Development of a Novel Approach for Detection of Equine Lameness Based on Inertial Sensors: A Preliminary Study.

Abstract: Both as an aid for less experienced clinicians and to enhance objectivity and sharp clinical skills in professionals, quantitative technologies currently bring the equine lameness diagnostic closer to evidence-based veterinary medicine. The present paper describes an original, inertial sensor-based wireless device system, the Lameness Detector 0.1, used in ten horses with different lameness degrees in one fore- or hind-leg. By recording the impulses on three axes of the incorporated accelerometer in each leg of the assessed horse, and then processing the data using custom-designed software, the device proved its usefulness in lameness identification and severity scoring.
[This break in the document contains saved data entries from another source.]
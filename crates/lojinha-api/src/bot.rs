//! Receivers for the WhatsApp bot process. Mounted behind `require_bot_token`.
//!
//! Replies carry ready-to-send WhatsApp text so the bot stays a thin relay.

use axum::{extract::State, response::IntoResponse};
use chrono::{DateTime, Utc};
use serde::Deserialize;
use uuid::Uuid;

use lojinha_db::{db_time, parse_db_time};
use lojinha_db::models::{ActiveBoostRow, UserRow};
use lojinha_db::queries::{effects, users};
use lojinha_economy::daily::{self, DailyOutcome};
use lojinha_economy::{boosts, leveling, milestones, phone};
use lojinha_types::api::{ActivationResponse, BotNumberRequest, BotTextResponse};
use lojinha_types::models::RankingSort;

use crate::error::ApiError;
use crate::extract::{Json, Path, Query};
use crate::{AppState, blocking, convert, inventory, rewards};

const DEFAULT_COIN_RANKING: u32 = 10;
const MAX_COIN_RANKING: u32 = 50;

/// Registered, non-banned user for a raw number from the bot.
fn registered_user(state: &AppState, raw_number: &str) -> Result<UserRow, ApiError> {
    let number = phone::normalize_number(raw_number)?;
    let user = state
        .db
        .with_conn(|conn| users::get_by_number(conn, &number))?
        .ok_or_else(|| ApiError::not_found("user not registered"))?;
    if user.is_banned {
        return Err(ApiError::forbidden("this account is banned"));
    }
    Ok(user)
}

pub async fn message(
    State(state): State<AppState>,
    Json(req): Json<BotNumberRequest>,
) -> Result<impl IntoResponse, ApiError> {
    let number = phone::normalize_number(&req.whatsapp_number)?;
    let reward = blocking(move || {
        let mut rng = rand::rng();
        rewards::apply_message_reward(&state.db, &state.cooldowns, &number, Utc::now(), &mut rng)
    })
    .await?;
    Ok(Json(reward))
}

pub async fn daily(
    State(state): State<AppState>,
    Json(req): Json<BotNumberRequest>,
) -> Result<impl IntoResponse, ApiError> {
    let reward = blocking(move || {
        let user = registered_user(&state, &req.whatsapp_number)?;
        rewards::claim_daily(&state.db, &user.id, Utc::now(), state.settings.utc_offset)
    })
    .await?;
    Ok(Json(reward))
}

pub async fn coins(
    State(state): State<AppState>,
    Path(number): Path<String>,
) -> Result<impl IntoResponse, ApiError> {
    let now = Utc::now();
    let offset = state.settings.utc_offset;
    let (user, outcome) = blocking(move || {
        let user = registered_user(&state, &number)?;
        let last_claim = user.last_daily_claim.as_deref().map(parse_db_time).transpose()?;
        let outcome = daily::evaluate(last_claim, user.daily_streak, now, offset);
        Ok((user, outcome))
    })
    .await?;
    Ok(Json(BotTextResponse {
        message: render_coins(&user, &outcome),
    }))
}

/// Boosts waiting in the inventory, for the bot's activation menu.
pub async fn inventory_boosts(
    State(state): State<AppState>,
    Path(number): Path<String>,
) -> Result<impl IntoResponse, ApiError> {
    let stored = blocking(move || {
        let user = registered_user(&state, &number)?;
        inventory::stored_boosts(&state.db, &user.id)
    })
    .await?;
    Ok(Json(stored))
}

pub async fn emojis(
    State(state): State<AppState>,
    Path(number): Path<String>,
) -> Result<impl IntoResponse, ApiError> {
    let emojis = blocking(move || {
        let user = registered_user(&state, &number)?;
        inventory::owned_emojis(&state.db, &user.id)
    })
    .await?;
    Ok(Json(emojis))
}

#[derive(Debug, Deserialize)]
pub struct MilestoneQuery {
    #[serde(default)]
    pub level: i64,
}

pub async fn milestone_list(Query(query): Query<MilestoneQuery>) -> impl IntoResponse {
    Json(BotTextResponse {
        message: milestones::render_list(query.level),
    })
}

#[derive(Debug, Deserialize)]
pub struct CoinRankingQuery {
    pub limit: Option<u32>,
}

pub async fn coin_ranking(
    State(state): State<AppState>,
    Query(query): Query<CoinRankingQuery>,
) -> Result<impl IntoResponse, ApiError> {
    let limit = query
        .limit
        .unwrap_or(DEFAULT_COIN_RANKING)
        .clamp(1, MAX_COIN_RANKING);
    let rows = blocking(move || {
        Ok(state
            .db
            .with_conn(|conn| users::ranking(conn, RankingSort::Coins, limit))?)
    })
    .await?;
    Ok(Json(BotTextResponse {
        message: render_coin_ranking(&rows),
    }))
}

pub async fn active_boosts(
    State(state): State<AppState>,
    Path(number): Path<String>,
) -> Result<impl IntoResponse, ApiError> {
    let now = Utc::now();
    let rows = blocking(move || {
        let user = registered_user(&state, &number)?;
        Ok(state
            .db
            .with_conn(|conn| effects::active_boosts(conn, &user.id, &db_time(now)))?)
    })
    .await?;
    Ok(Json(BotTextResponse {
        message: render_boosts(&rows, now)?,
    }))
}

pub async fn activate_boost(
    State(state): State<AppState>,
    Path((number, product_id)): Path<(String, Uuid)>,
) -> Result<impl IntoResponse, ApiError> {
    let now = Utc::now();
    let activation = blocking(move || {
        let user = registered_user(&state, &number)?;
        rewards::activate_item(&state.db, &user.id, &product_id.to_string(), now, true)
    })
    .await?;

    let message = match activation {
        ActivationResponse::Boost { multiplier, expires_at } => format!(
            "⚡ *BOOST ACTIVATED*\n\n{multiplier}x XP for {}",
            boosts::format_time_remaining(expires_at, now)
        ),
        ActivationResponse::Emoji { .. } => {
            return Err(ApiError::unprocessable("this item is not a boost"));
        }
    };
    Ok(Json(BotTextResponse { message }))
}

fn render_coins(user: &UserRow, daily: &DailyOutcome) -> String {
    let days = if user.daily_streak == 1 { "day" } else { "days" };
    let mut message = format!(
        "💰 *YOUR COINS*\n\n💵 Balance: {} coins\n⭐ Level {} ({}/{} XP)\n🔥 Daily streak: {} {days}",
        user.coins,
        user.level,
        user.xp,
        leveling::xp_for_next_level(user.level),
        user.daily_streak,
    );
    match daily {
        DailyOutcome::Claimable(_) => message.push_str("\n\n✅ Daily reward available! Use !daily"),
        DailyOutcome::AlreadyClaimed { hours_left, .. } => {
            message.push_str(&format!("\n\n⏰ Next !daily in ~{hours_left}h"))
        }
    }
    if let Some(next) = milestones::next_after(user.level) {
        message.push_str(&format!(
            "\n🏆 Next milestone: level {} (+{} coins)",
            next.level, next.coins
        ));
    }
    message
}

fn render_coin_ranking(rows: &[UserRow]) -> String {
    if rows.is_empty() {
        return "🏆 *COIN RANKING*\n\nNobody has coins yet.".to_string();
    }
    let mut message = String::from("🏆 *COIN RANKING*\n");
    for (i, user) in rows.iter().enumerate() {
        let place = match i {
            0 => "🥇".to_string(),
            1 => "🥈".to_string(),
            2 => "🥉".to_string(),
            n => format!("{}.", n + 1),
        };
        message.push_str(&format!("\n{place} {}: {} coins", user.name, user.coins));
    }
    message
}

fn render_boosts(rows: &[ActiveBoostRow], now: DateTime<Utc>) -> anyhow::Result<String> {
    if rows.is_empty() {
        return Ok("⚡ You have no active boosts.".to_string());
    }
    let mut message = String::from("⚡ *ACTIVE BOOSTS*\n");
    for row in rows {
        let expires_at = convert::time(&row.expires_at)?;
        message.push_str(&format!(
            "\n• {}x XP, {} left",
            row.multiplier,
            boosts::format_time_remaining(expires_at, now)
        ));
    }
    Ok(message)
}
pub mod api;
pub mod models;
use std::collections::HashMap;

use axum::{Extension, extract::State, response::IntoResponse};
use chrono::Utc;
use uuid::Uuid;

use lojinha_db::Database;
use lojinha_db::models::OwnedItemRow;
use lojinha_db::queries::{effects, store};
use lojinha_economy::{boosts, emoji};
use lojinha_types::api::{InventoryBoostResponse, OwnedEmojiResponse};
use lojinha_types::models::ProductCategory;

use crate::error::ApiError;
use crate::extract::{Json, Path};
use crate::middleware::AuthUser;
use crate::{AppState, blocking, convert, rewards};

/// `POST /me/items/{product_id}/activate`: consume a boost or toggle an emoji.
pub async fn activate(
    State(state): State<AppState>,
    Extension(auth): Extension<AuthUser>,
    Path(product_id): Path<Uuid>,
) -> Result<impl IntoResponse, ApiError> {
    let user_id = auth.user_id.to_string();
    let activation = blocking(move || {
        rewards::activate_item(&state.db, &user_id, &product_id.to_string(), Utc::now(), false)
    })
    .await?;
    Ok(Json(activation))
}

fn in_category(item: &OwnedItemRow, category: ProductCategory) -> bool {
    ProductCategory::parse(&item.product.category) == Some(category)
}

/// Owned reaction emojis with their on/off state.
pub(crate) fn owned_emojis(db: &Database, user_id: &str) -> Result<Vec<OwnedEmojiResponse>, ApiError> {
    let (items, states) = db.with_conn(|conn| {
        Ok((store::list_items(conn, user_id)?, effects::emoji_states(conn, user_id)?))
    })?;

    let active: HashMap<String, bool> = states
        .into_iter()
        .map(|s| (s.product_id, s.is_active))
        .collect();

    let mut emojis = Vec::new();
    for item in items {
        if !in_category(&item, ProductCategory::Emoji) {
            continue;
        }
        let product = item.product;
        emojis.push(OwnedEmojiResponse {
            product_id: convert::id(&product.id)?,
            emoji: emoji::extract_reaction_emoji(&product.name),
            is_active: active.get(&product.id).copied().unwrap_or(false),
            name: product.name,
        });
    }
    Ok(emojis)
}

/// Boosts bought but not activated yet. Activation consumes the item, so
/// these are exactly the boosts left in the inventory.
pub(crate) fn stored_boosts(
    db: &Database,
    user_id: &str,
) -> Result<Vec<InventoryBoostResponse>, ApiError> {
    let items = db.with_conn(|conn| store::list_items(conn, user_id))?;

    let mut stored = Vec::new();
    for item in items {
        if !in_category(&item, ProductCategory::Boost) {
            continue;
        }
        let product = item.product;
        let spec = boosts::parse_boost_name(&product.name);
        stored.push(InventoryBoostResponse {
            product_id: convert::id(&product.id)?,
            name: product.name,
            description: product.description,
            multiplier: spec.multiplier,
            duration_hours: spec.duration_hours,
        });
    }
    Ok(stored)
}
use axum::{
    Router, middleware,
    routing::{delete, get, post},
};
use tower_http::cors::CorsLayer;
use tower_http::trace::TraceLayer;

use crate::middleware::{require_admin, require_auth, require_bot_token};
use crate::{AppState, admin, auth, bot, inventory, profile, raffles, ranking, store};

pub fn router(state: AppState) -> Router {
    let public_routes = Router::new()
        .route("/health", get(|| async { "ok" }))
        .route("/auth/request-code", post(auth::request_code))
        .route("/auth/login", post(auth::login))
        .route("/products", get(store::list_products))
        .route("/ranking", get(ranking::ranking));

    let protected_routes = Router::new()
        .route("/auth/logout", post(auth::logout))
        .route("/me", get(profile::me).patch(profile::update_me))
        .route("/me/items", get(profile::my_items))
        .route("/me/items/{product_id}/activate", post(inventory::activate))
        .route("/me/badges", get(profile::my_badges))
        .route("/me/transactions", get(profile::my_transactions))
        .route("/me/boosts", get(profile::my_boosts))
        .route("/me/emojis", get(profile::my_emojis))
        .route("/me/daily", post(profile::claim_daily))
        .route("/products/{product_id}/buy", post(store::buy))
        .route("/raffles", get(raffles::list_raffles))
        .route("/raffles/{raffle_id}/enter", post(raffles::enter))
        .route_layer(middleware::from_fn_with_state(state.clone(), require_auth));

    // Layers run bottom-up: auth first, then the admin check.
    let admin_routes = Router::new()
        .route("/admin/users", get(admin::list_users))
        .route("/admin/users/{user_id}/coins", post(admin::adjust_coins))
        .route("/admin/users/{user_id}/ban", post(admin::toggle_ban))
        .route("/admin/products", get(admin::list_products).post(admin::create_product))
        .route("/admin/products/{product_id}", delete(admin::delete_product))
        .route("/admin/raffles", get(admin::list_raffles).post(admin::create_raffle))
        .route("/admin/raffles/{raffle_id}/draw", post(admin::draw))
        .route_layer(middleware::from_fn(require_admin))
        .route_layer(middleware::from_fn_with_state(state.clone(), require_auth));

    let bot_routes = Router::new()
        .route("/bot/messages", post(bot::message))
        .route("/bot/daily", post(bot::daily))
        .route("/bot/users/{number}/coins", get(bot::coins))
        .route("/bot/users/{number}/boosts", get(bot::active_boosts))
        .route(
            "/bot/users/{number}/inventory/boosts",
            get(bot::inventory_boosts),
        )
        .route("/bot/users/{number}/emojis", get(bot::emojis))
        .route(
            "/bot/users/{number}/boosts/{product_id}/activate",
            post(bot::activate_boost),
        )
        .route("/bot/milestones", get(bot::milestone_list))
        .route("/bot/ranking/coins", get(bot::coin_ranking))
        .route_layer(middleware::from_fn_with_state(state.clone(), require_bot_token));

    Router::new()
        .merge(public_routes)
        .merge(protected_routes)
        .merge(admin_routes)
        .merge(bot_routes)
        .with_state(state)
        .layer(CorsLayer::permissive())
        .layer(TraceLayer::new_for_http())
}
Mean impulse values on the horizontal axis calculated for five consecutive steps above 85, regardless of the leg, indicated the slightest subjectively recognizable lameness, increasing to 130 in severe gait impairment. The range recorded on the same axis (between 61.2 and 67.4) in the sound legs allowed a safe cut-off value of 80 impulses for diagnosing a painful limb. The significance of various comparisons and several correlations highlighted the potential of this simple, affordable, and easy-to-use lameness detector device for further standardization as an aid for veterinarians in diagnosing lameness in horses.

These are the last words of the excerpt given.